» Brief:
Count the lines in the data below that have "resolved" in them, and reply with only that number.

------ Exercise inputs

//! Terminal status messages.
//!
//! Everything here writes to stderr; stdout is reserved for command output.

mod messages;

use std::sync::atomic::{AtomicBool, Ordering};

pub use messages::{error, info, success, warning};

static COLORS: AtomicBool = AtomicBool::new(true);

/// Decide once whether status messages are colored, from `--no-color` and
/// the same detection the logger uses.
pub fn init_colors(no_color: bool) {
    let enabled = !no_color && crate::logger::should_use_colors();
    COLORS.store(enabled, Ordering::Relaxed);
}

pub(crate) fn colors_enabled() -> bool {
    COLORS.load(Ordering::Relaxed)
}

------------
------ Exercise inputs

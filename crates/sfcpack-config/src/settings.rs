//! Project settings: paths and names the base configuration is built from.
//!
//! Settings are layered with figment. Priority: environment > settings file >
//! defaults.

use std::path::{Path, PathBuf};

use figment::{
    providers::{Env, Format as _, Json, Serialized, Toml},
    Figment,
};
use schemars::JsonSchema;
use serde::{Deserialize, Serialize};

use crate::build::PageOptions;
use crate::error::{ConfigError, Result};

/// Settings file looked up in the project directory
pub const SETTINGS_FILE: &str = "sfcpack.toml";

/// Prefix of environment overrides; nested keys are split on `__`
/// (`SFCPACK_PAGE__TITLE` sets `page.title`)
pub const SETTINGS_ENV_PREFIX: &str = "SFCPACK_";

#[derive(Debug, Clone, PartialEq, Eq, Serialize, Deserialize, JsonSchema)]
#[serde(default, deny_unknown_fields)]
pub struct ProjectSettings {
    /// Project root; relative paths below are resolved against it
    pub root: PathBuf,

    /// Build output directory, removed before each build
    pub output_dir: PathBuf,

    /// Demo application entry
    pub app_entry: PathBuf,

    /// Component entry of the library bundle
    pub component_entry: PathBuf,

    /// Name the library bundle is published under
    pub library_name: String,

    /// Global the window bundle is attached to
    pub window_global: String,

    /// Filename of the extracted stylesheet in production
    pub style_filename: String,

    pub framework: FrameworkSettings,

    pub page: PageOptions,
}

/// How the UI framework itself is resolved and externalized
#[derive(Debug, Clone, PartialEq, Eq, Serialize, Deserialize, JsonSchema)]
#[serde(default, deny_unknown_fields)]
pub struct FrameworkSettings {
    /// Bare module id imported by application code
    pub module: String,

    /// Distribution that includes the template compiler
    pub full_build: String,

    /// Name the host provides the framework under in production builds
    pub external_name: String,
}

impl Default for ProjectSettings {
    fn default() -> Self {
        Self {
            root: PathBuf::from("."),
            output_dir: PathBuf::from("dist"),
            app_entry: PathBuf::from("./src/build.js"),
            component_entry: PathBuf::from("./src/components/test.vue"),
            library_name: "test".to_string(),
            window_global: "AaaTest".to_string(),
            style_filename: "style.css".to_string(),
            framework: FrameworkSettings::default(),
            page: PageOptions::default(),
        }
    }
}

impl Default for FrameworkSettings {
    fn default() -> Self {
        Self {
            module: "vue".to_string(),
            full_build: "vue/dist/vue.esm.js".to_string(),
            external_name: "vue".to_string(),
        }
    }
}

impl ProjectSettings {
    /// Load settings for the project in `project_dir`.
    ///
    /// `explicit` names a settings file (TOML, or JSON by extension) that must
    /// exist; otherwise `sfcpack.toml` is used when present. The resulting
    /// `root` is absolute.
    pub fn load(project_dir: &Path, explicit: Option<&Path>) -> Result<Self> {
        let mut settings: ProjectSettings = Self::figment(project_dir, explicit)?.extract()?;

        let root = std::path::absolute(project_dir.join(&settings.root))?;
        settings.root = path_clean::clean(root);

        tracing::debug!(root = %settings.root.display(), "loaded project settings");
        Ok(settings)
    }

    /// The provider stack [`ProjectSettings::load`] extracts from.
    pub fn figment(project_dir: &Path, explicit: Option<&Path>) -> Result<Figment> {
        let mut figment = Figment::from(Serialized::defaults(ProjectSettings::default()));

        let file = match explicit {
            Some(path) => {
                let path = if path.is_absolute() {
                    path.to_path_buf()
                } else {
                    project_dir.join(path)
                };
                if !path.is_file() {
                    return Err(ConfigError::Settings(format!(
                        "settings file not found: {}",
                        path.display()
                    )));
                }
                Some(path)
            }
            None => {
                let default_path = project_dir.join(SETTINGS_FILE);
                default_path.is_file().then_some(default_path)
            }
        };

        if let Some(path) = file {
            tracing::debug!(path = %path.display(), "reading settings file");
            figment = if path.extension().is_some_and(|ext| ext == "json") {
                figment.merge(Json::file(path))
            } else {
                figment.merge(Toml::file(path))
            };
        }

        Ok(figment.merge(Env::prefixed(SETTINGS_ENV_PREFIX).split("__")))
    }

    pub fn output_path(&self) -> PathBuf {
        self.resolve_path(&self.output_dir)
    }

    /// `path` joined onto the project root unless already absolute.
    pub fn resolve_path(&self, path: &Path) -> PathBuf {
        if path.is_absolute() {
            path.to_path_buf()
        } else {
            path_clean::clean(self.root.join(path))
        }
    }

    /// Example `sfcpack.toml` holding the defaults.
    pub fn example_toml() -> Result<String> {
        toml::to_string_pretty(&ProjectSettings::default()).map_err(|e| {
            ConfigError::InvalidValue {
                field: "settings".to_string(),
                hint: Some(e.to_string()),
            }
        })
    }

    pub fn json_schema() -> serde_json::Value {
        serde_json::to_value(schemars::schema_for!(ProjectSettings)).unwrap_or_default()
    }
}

------------

» Solution to the exercise:
2